Mon Roi : guerre sale
En compétition au 68ème festival de Cannes 2015. Durée : 2h10.
Dans une boîte de nuit, Tony aborde Georgio. Il est charmant, facétieux, a un appartement magnifique (bien que décoré avec un manque flagrant de goût), il râpe de la truffe sur ses chocolats chauds. C’est le coup de foudre. Le couple passe quelques années de folie hystérique sur fond de coke et de plaisirs bling bling. Et puis Tony tombe enceinte. Et puis la réalité rattrape Georgio. Alors que celui qu’elle croyait être l’homme de sa vie tombe peu à peu le masque, la jeune femme n’est pas prête à regarder la vérité en face. Et le couple se déchire pendant de longues années.
Mon roi, c’est l’histoire de la perversion narcissique. Un thème à la mode qu’il est si important de traiter tant ce trouble mental est la cause de grandes souffrances chez les proches des sujets concernés. Et qu’on croise autant dans les gros titres des journaux féminins qu’en trame de fond de L’Amour et les forêts d’Éric Reinhardt, finaliste du Goncourt.
De prime abord, Georgio n’est qu’un être lumineux, brillant, attirant. Une personnalité au contact de laquelle Tony ne pense pas une seconde qu’elle va se brûler (malgré les réserves de ses proches, le caustique et délicieux Louis Garrel en tête). Elle croit à la fast life, au sexe, aux jeux, au fric, aux plaisirs immédiats et artificiels. Elle ne voit pas l’envers du décor, les gueules de bois, les huissiers, les gamines qui se succèdent dans le lit de celui qu’elle croit aimer, les relations coquilles vides avec les autres. Parce que le film manipule autant que son sujet, nous ne les verrons pas non plus. Et puis quand il faut développer une empathie avec celle qui souffre, il n’y aura plus que ça.
Ça commence par de la poudre aux yeux avant de dériver vers le drame le plus sordide. Mais avant ça, le spectateur aura eu le temps d’en avoir marre jusqu’au dégoût du caviar à la petite cuillère, du spectacle permanent, de la flambe. Alors il ne reste plus rien. Plus d’attraits chez Georgio (Vincent Cassel n’a pas du beaucoup se forcer pour interpréter ce personnage mi-ombre, mi-lumière), plus d’empathie pour Tony, qui semble autant s’accrocher à son amour déçu qu’à la vie dorée qu’il lui a promis.

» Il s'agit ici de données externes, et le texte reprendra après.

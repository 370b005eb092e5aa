//! Deterministic simulation module
//!
//! All gameplay logic lives here:
//! - Entities step in insertion order
//! - Randomness comes from the seeded context RNG only
//! - Delayed actions run on the simulation clock, not wall time
//! - No rendering or platform dependencies

pub mod ball;
pub mod body;
pub mod context;
pub mod controller;
pub mod entity;
pub mod game;
pub mod input;
pub mod paddle;
pub mod world;

pub use ball::BallState;
pub use body::{Axis, BodyOptions, CollisionMask, CollisionType, PhysicsBody, Side, Size};
pub use context::{Arena, Score, SimContext};
pub use controller::{Controller, KeyBindings};
pub use entity::{Entity, EntityId, EntityKind, Image, Shape};
pub use game::{BallSpawner, Game};
pub use input::{InputState, Key};
pub use paddle::PaddleState;
pub use world::{World, WorldId};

Maïwenn raconte ce qu’elle connaît. Les milieux qu’elle fréquente. Elle raconte les fêtes et la vacuité, la drogue et le charme des excès. Elle s’offre une bonne conscience sociale en intégrant des jeunes black-blancs-beurs. Mais la vérité, c’est que son décor l’éloigne du vrai sujet. De la vraie souffrance. Et voilà qu’à dénoncer une vie artificielle, une relation artificielle, elle tombe dans ses propres pièges et livre un film artificiel.
Dès la deuxième heure, chaque plan où apparaît Vincent Cassel est une torture. Son existence même sur l’écran donne un sale goût dans la bouche, il dégoûte, il hérisse. C’est un monstre. Chaque preuve de sa décadence, chaque cadeau indécent, est une insulte, un crachat en pleine face. Le spectateur se sent victime. Il souffre d’une manière beaucoup plus insidieuse que Tony, puisqu’il n’a jamais décidé de rester, de se marier, de faire un enfant. Il est juste posé là, en état de souffrance, à attendre une issue écrite depuis le départ. À attendre qu’on daigne enfin retirer ce personnage cauchemardesque de sa vue et de sa vie.
Pour raconter l’horreur, la manipulation, et les maltraitances psychologiques, a-t-on besoin de devenir soi-même bourreau, de prendre les autres à parti pour leur infliger les mêmes souffrances qu’on dénonce ? La gratuité du geste ne crée rien d’autre que du rejet. Celui des personnages, de leur vie déconnectée, de leurs problèmes « de riches », de leur mauvais goût crasse qui dégouline sur tout. À ce stade, que Tony se reconstruise à travers une métaphore hasardeuse qui file beaucoup trop longtemps, ou ne redécouvre la vie via des jeunes qui jonglent avec des yaourts nature à la cantine plutôt que de s’enfiler des pelletées de caviar, est un détail. Parce que le plus triste échec de Maïwenn sur Mon roi c’est de rendre Tony complice, avide de fric et de plaisirs, aveugle et vide, creuse comme la vie qui la fait rêver. C’est moins l’histoire d’une femme écrasée par une personnalité narcissique qu’une guerre d’égos. Et cette guerre, c’est une guerre sale, sinistre et pathétique.